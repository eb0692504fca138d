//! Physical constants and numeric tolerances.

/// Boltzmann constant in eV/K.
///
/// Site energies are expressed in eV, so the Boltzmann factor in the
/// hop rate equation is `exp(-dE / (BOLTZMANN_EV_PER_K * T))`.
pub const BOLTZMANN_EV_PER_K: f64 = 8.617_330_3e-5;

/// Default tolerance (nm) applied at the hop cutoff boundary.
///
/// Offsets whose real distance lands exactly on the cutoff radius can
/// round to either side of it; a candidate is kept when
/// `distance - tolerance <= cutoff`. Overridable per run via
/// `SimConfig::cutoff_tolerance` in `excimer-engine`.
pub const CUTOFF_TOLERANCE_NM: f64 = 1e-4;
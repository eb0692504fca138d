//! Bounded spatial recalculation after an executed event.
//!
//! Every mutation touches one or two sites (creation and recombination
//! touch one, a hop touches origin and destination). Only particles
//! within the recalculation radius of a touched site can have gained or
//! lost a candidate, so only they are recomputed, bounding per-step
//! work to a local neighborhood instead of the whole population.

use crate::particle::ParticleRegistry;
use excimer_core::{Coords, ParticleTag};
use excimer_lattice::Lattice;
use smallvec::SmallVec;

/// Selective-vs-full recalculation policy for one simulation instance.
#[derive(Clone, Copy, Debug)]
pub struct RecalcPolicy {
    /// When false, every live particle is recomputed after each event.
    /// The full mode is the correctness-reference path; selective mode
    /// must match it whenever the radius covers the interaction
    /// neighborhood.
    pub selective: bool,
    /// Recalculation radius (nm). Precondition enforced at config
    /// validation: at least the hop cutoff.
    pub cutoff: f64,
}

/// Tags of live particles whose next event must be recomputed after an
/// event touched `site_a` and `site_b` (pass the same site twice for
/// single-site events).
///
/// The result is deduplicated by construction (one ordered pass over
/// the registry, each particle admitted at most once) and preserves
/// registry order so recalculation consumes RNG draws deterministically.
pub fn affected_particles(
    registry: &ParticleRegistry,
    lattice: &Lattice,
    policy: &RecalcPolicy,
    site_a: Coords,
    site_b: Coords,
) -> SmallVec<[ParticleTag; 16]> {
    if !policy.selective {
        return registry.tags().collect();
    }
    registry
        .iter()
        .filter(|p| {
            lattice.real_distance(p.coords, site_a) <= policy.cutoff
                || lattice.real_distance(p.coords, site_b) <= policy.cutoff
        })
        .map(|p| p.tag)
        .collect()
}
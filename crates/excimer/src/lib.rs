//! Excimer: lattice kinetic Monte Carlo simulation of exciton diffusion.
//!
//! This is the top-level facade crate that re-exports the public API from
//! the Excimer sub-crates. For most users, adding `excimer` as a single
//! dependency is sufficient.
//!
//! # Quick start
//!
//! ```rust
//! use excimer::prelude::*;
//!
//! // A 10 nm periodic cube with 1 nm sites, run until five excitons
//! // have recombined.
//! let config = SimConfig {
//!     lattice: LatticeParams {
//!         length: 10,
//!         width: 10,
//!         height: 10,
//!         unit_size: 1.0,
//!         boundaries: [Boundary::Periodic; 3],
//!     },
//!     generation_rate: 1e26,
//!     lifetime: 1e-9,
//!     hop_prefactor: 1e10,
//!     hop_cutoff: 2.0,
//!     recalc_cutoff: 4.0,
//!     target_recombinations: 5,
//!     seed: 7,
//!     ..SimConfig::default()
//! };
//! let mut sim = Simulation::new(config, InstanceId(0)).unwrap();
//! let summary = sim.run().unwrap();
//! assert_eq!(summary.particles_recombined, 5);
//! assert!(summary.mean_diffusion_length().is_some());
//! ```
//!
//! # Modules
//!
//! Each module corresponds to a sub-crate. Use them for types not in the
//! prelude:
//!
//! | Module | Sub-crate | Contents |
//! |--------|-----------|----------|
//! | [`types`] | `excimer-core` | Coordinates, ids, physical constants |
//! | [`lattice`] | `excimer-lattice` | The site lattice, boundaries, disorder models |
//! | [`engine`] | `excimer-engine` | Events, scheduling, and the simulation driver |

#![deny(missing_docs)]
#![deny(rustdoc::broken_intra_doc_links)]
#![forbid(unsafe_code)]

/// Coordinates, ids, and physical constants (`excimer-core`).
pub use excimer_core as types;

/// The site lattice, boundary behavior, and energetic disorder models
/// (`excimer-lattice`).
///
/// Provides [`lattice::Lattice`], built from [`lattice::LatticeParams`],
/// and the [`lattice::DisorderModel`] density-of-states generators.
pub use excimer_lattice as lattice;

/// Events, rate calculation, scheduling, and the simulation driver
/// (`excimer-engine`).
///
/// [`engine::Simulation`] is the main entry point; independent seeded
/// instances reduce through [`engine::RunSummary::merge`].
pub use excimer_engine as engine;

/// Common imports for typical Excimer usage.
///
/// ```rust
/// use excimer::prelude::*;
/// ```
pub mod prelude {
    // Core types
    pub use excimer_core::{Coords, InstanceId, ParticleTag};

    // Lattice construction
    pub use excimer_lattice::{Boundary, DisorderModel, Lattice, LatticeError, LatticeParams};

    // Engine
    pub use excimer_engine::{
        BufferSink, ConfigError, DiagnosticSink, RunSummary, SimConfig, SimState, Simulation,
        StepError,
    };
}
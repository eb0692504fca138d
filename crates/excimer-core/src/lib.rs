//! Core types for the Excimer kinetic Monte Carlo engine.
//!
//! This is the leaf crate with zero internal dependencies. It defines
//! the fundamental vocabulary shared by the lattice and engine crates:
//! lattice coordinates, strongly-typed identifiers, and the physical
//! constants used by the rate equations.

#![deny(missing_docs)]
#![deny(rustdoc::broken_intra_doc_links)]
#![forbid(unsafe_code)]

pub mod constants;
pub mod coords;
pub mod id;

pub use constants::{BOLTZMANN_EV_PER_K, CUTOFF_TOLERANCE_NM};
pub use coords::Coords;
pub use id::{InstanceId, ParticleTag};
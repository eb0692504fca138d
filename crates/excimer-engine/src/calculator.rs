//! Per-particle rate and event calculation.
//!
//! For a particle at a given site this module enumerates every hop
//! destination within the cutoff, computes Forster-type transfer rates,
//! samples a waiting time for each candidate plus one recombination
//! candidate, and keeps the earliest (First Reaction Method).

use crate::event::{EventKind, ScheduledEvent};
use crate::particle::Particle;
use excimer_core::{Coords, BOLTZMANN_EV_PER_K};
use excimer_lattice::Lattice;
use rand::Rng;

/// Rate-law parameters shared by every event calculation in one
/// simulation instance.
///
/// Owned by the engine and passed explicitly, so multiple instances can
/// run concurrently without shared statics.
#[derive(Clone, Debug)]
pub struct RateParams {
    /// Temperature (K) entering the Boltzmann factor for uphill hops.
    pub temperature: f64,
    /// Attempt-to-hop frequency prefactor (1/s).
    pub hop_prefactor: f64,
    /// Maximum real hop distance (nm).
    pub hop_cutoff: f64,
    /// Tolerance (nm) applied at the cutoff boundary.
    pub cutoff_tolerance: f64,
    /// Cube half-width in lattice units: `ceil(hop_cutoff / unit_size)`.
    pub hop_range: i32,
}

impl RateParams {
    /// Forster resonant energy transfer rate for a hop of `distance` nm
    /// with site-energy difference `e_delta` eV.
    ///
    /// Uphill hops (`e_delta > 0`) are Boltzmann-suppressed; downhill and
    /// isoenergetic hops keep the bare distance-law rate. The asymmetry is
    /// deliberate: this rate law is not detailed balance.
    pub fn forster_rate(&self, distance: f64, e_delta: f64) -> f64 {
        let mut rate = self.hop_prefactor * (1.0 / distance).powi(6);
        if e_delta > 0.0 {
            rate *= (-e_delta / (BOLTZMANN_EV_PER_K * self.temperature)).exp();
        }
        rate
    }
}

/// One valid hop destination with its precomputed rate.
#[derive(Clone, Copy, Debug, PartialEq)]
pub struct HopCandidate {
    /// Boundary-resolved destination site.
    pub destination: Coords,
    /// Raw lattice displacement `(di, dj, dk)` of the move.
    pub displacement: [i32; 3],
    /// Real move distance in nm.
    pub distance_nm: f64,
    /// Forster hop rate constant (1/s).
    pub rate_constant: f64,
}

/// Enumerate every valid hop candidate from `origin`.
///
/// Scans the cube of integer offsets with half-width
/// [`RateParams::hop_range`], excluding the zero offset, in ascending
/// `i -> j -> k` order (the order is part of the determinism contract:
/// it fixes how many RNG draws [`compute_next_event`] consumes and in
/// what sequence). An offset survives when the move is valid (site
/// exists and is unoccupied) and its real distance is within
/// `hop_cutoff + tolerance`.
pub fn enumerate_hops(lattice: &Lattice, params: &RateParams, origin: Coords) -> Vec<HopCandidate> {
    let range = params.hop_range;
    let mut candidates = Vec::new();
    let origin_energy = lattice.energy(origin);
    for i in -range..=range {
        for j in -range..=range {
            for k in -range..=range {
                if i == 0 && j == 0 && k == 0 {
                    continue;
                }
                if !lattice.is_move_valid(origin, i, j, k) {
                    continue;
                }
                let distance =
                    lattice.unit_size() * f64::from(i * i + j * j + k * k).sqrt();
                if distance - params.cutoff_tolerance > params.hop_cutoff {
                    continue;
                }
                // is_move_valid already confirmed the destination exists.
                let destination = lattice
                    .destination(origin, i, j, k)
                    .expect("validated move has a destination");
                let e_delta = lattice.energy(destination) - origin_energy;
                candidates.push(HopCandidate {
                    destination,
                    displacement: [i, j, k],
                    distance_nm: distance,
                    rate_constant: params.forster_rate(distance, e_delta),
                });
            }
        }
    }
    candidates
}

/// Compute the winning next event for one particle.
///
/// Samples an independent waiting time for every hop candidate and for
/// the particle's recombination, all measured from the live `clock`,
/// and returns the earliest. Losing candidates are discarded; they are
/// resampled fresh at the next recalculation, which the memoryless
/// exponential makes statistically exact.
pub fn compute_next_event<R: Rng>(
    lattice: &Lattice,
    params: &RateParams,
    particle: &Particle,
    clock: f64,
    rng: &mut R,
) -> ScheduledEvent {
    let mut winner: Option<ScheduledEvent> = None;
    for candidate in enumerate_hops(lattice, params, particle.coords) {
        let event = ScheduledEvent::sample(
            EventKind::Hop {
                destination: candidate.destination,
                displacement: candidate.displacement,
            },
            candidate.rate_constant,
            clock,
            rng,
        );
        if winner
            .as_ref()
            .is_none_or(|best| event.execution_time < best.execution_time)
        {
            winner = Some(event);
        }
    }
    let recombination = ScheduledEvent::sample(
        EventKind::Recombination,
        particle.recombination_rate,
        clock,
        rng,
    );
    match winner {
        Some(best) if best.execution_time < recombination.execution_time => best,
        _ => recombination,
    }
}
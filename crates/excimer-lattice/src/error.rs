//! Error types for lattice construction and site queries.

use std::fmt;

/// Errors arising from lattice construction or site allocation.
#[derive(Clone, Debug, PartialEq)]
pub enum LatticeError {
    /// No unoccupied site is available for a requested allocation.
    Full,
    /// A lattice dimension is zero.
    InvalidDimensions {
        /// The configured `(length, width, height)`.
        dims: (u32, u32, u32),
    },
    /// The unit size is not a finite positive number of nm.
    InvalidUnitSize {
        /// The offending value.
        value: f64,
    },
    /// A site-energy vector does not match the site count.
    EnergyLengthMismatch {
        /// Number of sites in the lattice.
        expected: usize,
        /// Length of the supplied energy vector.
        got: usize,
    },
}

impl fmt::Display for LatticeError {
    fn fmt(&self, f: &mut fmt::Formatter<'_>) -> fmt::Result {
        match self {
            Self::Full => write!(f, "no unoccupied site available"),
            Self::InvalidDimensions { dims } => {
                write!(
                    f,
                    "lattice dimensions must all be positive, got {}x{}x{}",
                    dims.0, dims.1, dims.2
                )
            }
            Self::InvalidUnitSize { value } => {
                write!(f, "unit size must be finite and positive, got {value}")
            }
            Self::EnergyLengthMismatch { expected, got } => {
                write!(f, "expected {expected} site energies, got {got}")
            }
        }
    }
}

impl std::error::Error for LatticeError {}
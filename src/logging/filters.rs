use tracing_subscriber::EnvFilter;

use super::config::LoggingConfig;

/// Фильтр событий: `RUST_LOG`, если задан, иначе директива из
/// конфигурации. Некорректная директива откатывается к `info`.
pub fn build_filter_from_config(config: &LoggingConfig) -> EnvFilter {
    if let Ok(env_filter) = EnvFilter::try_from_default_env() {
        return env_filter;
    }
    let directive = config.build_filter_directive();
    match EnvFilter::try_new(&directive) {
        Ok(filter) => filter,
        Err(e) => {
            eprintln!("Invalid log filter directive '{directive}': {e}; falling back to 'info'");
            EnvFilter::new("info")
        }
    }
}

☆ ☆ ☆ ☆ ☆ ☆ ☆

Assigned task >> Show a copy of each line from the records above in which the string "independent" occurs.

Solution to this task >>
/// [`engine::Simulation`] is the main entry point; independent seeded
/// Samples an independent waiting time for every hop candidate and for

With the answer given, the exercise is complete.